In the movie “When In Rome” the protagonist asked her father a question about whether he was sure that he was doing the right thing or regretting making a certain decision, I smiled when he answered:

Honey, you cannot learn from my mistakes. You’re going to have to go out there and make your own. Now, you could get your heart broken or you could have the greatest love affair the world has ever known, but you’re not going to know unless you try.”

What a beautiful one!

Photo by Olivier Giboulot on Unsplash

I genuinely remember one time when a friend told me to not bother do something, that I said to myself okay then, I want my own mistake. and I meant by that having my version of what they consider a mistake, I wanted to have my experience.

I’ll explain..

Biochemistry tells us that different cells can respond differently to the same chemical signal. for example, imagine two muscle cells; one is skeletal, and the other is in the heart, both of them have acetylcholine receptors, both of them bind this neurotrasmitter to those receptors.

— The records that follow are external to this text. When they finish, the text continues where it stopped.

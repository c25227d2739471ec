use alloc::vec::Vec;
use log::warn;
use prost::{bytes::BufMut, Message};

use super::proto::{address_from, envelope, Envelope};
use super::{BytesBus, Error, MessageBus};
use crate::messages::ParticipantMessage;
use crate::Address;

/// Encodes [ParticipantMessage]s as protobuf and frames them with a
/// big-endian u16 length prefix, the framing nitro wallets speak on the
/// participant wire.
#[derive(Debug)]
pub struct ProtoBufEncodingLayer<B: BytesBus> {
    pub bus: B,
}

impl<B: BytesBus> ProtoBufEncodingLayer<B> {
    /// One frame: 2 length bytes (big-endian, excluding themselves)
    /// followed by the encoded envelope.
    pub fn encode(envelope: &Envelope) -> Result<Vec<u8>, Error> {
        let len = envelope.encoded_len();
        // the prefix is a fixed u16, not LEB128, so big messages are a
        // hard error instead of a silent truncation
        if len >= 1 << 16 {
            return Err(Error::MessageTooLarge);
        }
        let mut buf = Vec::with_capacity(2 + len);
        buf.put_slice(&(len as u16).to_be_bytes());
        envelope.encode(&mut buf)?;
        Ok(buf)
    }

    /// Decode one frame produced by [ProtoBufEncodingLayer::encode].
    pub fn decode(buf: &[u8]) -> Result<(Address, Address, ParticipantMessage), Error> {
        if buf.len() < 2 {
            return Err(Error::IncompleteFrame);
        }
        let len = u16::from_be_bytes([buf[0], buf[1]]) as usize;
        if buf.len() < 2 + len {
            return Err(Error::IncompleteFrame);
        }
        let envelope = Envelope::decode(&buf[2..2 + len])?;

        let sender = address_from(&envelope.sender, "sender")?;
        let recipient = address_from(&envelope.recipient, "recipient")?;
        let msg = envelope.msg.ok_or(Error::MissingField("msg"))?.try_into()?;
        Ok((sender, recipient, msg))
    }
}

impl<B: BytesBus> MessageBus for ProtoBufEncodingLayer<B> {
    fn send_to_participant(&self, sender: Address, recipient: Address, msg: ParticipantMessage) {
        let wiremsg: envelope::Msg = (&msg).into();
        let envelope = Envelope {
            sender: sender.0.to_vec(),
            recipient: recipient.0.to_vec(),
            msg: Some(wiremsg),
        };
        match Self::encode(&envelope) {
            Ok(buf) => self.bus.send_to_participant(recipient, &buf),
            // a message that cannot be framed is dropped, not truncated
            Err(e) => warn!("wire: dropping unencodable message: {:?}", e),
        }
    }
}

#[cfg(test)]
mod tests {
    use super::*;
    use crate::channel::{AllocationItem, Channel, Destination, Outcome, SignedState, State};
    use crate::sig::Signer;
    use crate::U256;
    use alloc::vec;
    use core::cell::RefCell;
    use rand::{rngs::StdRng, SeedableRng};

    #[derive(Debug, Default)]
    struct RecordingBus {
        sent: RefCell<Vec<(Address, Vec<u8>)>>,
    }

    impl BytesBus for RecordingBus {
        fn send_to_participant(&self, recipient: Address, msg: &[u8]) {
            self.sent.borrow_mut().push((recipient, msg.to_vec()));
        }
    }

    fn sample_signed_state() -> (Signer, Signer, SignedState) {
        let mut rng = StdRng::seed_from_u64(61);
        let alice = Signer::new(&mut rng);
        let bob = Signer::new(&mut rng);
        let channel = Channel {
            chain_id: U256::from(1),
            participants: vec![alice.address(), bob.address()],
            channel_nonce: U256::from(77),
        };
        let outcome = Outcome::Allocation(vec![AllocationItem {
            destination: Destination::from_address(alice.address()),
            amount: U256::from(9),
        }]);
        let state = State::new(channel, outcome, Address::default(), vec![1, 2, 3], 60);
        let mut signed = SignedState::new(state);
        signed.sign(&alice).unwrap();
        (alice, bob, signed)
    }

    #[test]
    fn frame_carries_length_prefix() {
        let (alice, bob, signed) = sample_signed_state();
        let layer = ProtoBufEncodingLayer {
            bus: RecordingBus::default(),
        };
        layer.send_to_participant(
            alice.address(),
            bob.address(),
            ParticipantMessage::SignedStates(vec![signed]),
        );

        let sent = layer.bus.sent.borrow();
        let (recipient, buf) = &sent[0];
        assert_eq!(*recipient, bob.address());
        let len = u16::from_be_bytes([buf[0], buf[1]]) as usize;
        assert_eq!(buf.len(), 2 + len);
    }

    #[test]
    fn signed_states_survive_the_wire() {
        let (alice, bob, signed) = sample_signed_state();
        let layer = ProtoBufEncodingLayer {
            bus: RecordingBus::default(),
        };
        layer.send_to_participant(
            alice.address(),
            bob.address(),
            ParticipantMessage::SignedStates(vec![signed.clone()]),
        );

        let sent = layer.bus.sent.borrow();
        let (sender, recipient, msg) = ProtoBufEncodingLayer::<RecordingBus>::decode(&sent[0].1)
            .unwrap();
        assert_eq!(sender, alice.address());
        assert_eq!(recipient, bob.address());
        match msg {
            ParticipantMessage::SignedStates(states) => {
                assert_eq!(states.len(), 1);
                assert_eq!(states[0].state(), signed.state());
                assert_eq!(states[0].signatures(), signed.signatures());
                // the signature still recovers after the round trip
                assert!(states[0].signed_by(0, &alice).unwrap());
            }
            other => panic!("unexpected message: {:?}", other),
        }
    }

    #[test]
    fn rejections_survive_the_wire() {
        let (alice, bob, signed) = sample_signed_state();
        let channel_id = signed.state().channel_id().unwrap();
        let layer = ProtoBufEncodingLayer {
            bus: RecordingBus::default(),
        };
        layer.send_to_participant(
            bob.address(),
            alice.address(),
            ParticipantMessage::UpdateRejected {
                channel_id,
                turn_num: 3,
                reason: alloc::string::String::from("not the agreed funding update"),
            },
        );

        let sent = layer.bus.sent.borrow();
        let (_, _, msg) = ProtoBufEncodingLayer::<RecordingBus>::decode(&sent[0].1).unwrap();
        match msg {
            ParticipantMessage::UpdateRejected {
                channel_id: id,
                turn_num,
                reason,
            } => {
                assert_eq!(id, channel_id);
                assert_eq!(turn_num, 3);
                assert_eq!(reason, "not the agreed funding update");
            }
            other => panic!("unexpected message: {:?}", other),
        }
    }

    #[test]
    fn truncated_frames_are_rejected() {
        let (alice, bob, signed) = sample_signed_state();
        let layer = ProtoBufEncodingLayer {
            bus: RecordingBus::default(),
        };
        layer.send_to_participant(
            alice.address(),
            bob.address(),
            ParticipantMessage::SignedStates(vec![signed]),
        );

        let sent = layer.bus.sent.borrow();
        let buf = &sent[0].1;
        assert!(matches!(
            ProtoBufEncodingLayer::<RecordingBus>::decode(&buf[..buf.len() - 1]),
            Err(Error::IncompleteFrame)
        ));
        assert!(matches!(
            ProtoBufEncodingLayer::<RecordingBus>::decode(&buf[..1]),
            Err(Error::IncompleteFrame)
        ));
    }

    #[test]
    fn garbage_signature_length_is_rejected() {
        let (_, _, signed) = sample_signed_state();
        let msg = crate::wire::proto::SignedStateMsg {
            state: Some(signed.state().into()),
            signatures: vec![vec![0u8; 10]],
        };
        assert!(matches!(
            SignedState::try_from(msg),
            Err(Error::InvalidLength("signatures"))
        ));
    }
}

The result is: the skeletal cell will contract but the heart cell will do the opposite. they have the same receptors that bind to the same molecule, but you’ll notice completely different responses from each cell.

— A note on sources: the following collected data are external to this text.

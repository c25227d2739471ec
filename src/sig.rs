//! Handles the creation and verification of (Ethereum style) signatures.
//!
//! Signing and recovery are capabilities injected into the store and the
//! protocol reducers; the protocol core never touches key material
//! directly. Which backend provides the capability is a compile time
//! choice via feature flags.

use crate::encode::types::Hash;
use sha3::{Digest, Keccak256};

#[cfg(feature = "k256")]
pub mod k256;
#[cfg(feature = "secp256k1")]
pub mod secp256k1;

#[cfg(any(all(not(feature = "k256"), not(feature = "secp256k1")), doc))]
mod dummy;

#[cfg(feature = "k256")]
pub use self::k256::{Error, Signer};
#[cfg(all(feature = "secp256k1", not(feature = "k256")))]
pub use self::secp256k1::{Error, Signer};
#[cfg(all(not(feature = "k256"), not(feature = "secp256k1")))]
pub use self::dummy::{Error, Signer};

#[cfg(test)]
mod tests;

/// Add the `\x19Ethereum Signed Message\n<length>` prefix to hash.
///
/// This is the format the on-chain adjudicator verifies against.
fn hash_to_eth_signed_msg_hash(hash: Hash) -> Hash {
    // Packed encoding => We can't use the canonical encoder here.
    let mut hasher = Keccak256::new();
    hasher.update(b"\x19Ethereum Signed Message:\n32");
    hasher.update(hash.0);
    Hash(hasher.finalize().into())
}
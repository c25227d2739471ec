//! Serde helper writing a byte slice through `serialize_bytes`, so it gets
//! the length-prefixed encoding instead of one slot per element.
//!
//! Usage: `#[serde(with = "as_bytes")]` on `Vec<u8>` or `[u8; N]` fields.

use serde::Serializer;

pub fn serialize<S, T>(value: &T, serializer: S) -> Result<S::Ok, S::Error>
where
    S: Serializer,
    T: AsRef<[u8]>,
{
    serializer.serialize_bytes(value.as_ref())
}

If a cell tried to mimic the other cell’s response, it would be wrong, and will automatically be programmed to die, because that’s not her job.

Same for us, we’re all humans (except if you were some kind of an alien reading this, then I’m sorry, I don’t mean to be a racist) we can go through the same situations, but we don’t respond the same way, and we don’t have to.

Photo by Randy Fath on Unsplash

Now, there’s nothing wrong with learning from other’s mistakes, whether it was by reading books, watching interviews, seeing your friends and people you know fail… but not to the extent where you rely on their life lessons.

Because we’re different; everyone has different backgrounds, different circumstances, different beliefs, different lifestyles, different environments.. We’re living the same life but not all of us get the same tests. And even if we do, we won’t get the same results.

You gotta try to find out.

What could be meaningful, insightful and important to us, might be trivial to others and vise versa.

We can’t truly learn unless we owned our mistakes, because then it would be special and unique to us. We can ask tons of people and read millions of books, but we will authentically feel its value only when we do it ourselves.

So go out there, make mistakes, and learn from them. It’s your life, collect your own experiences and live each one of them.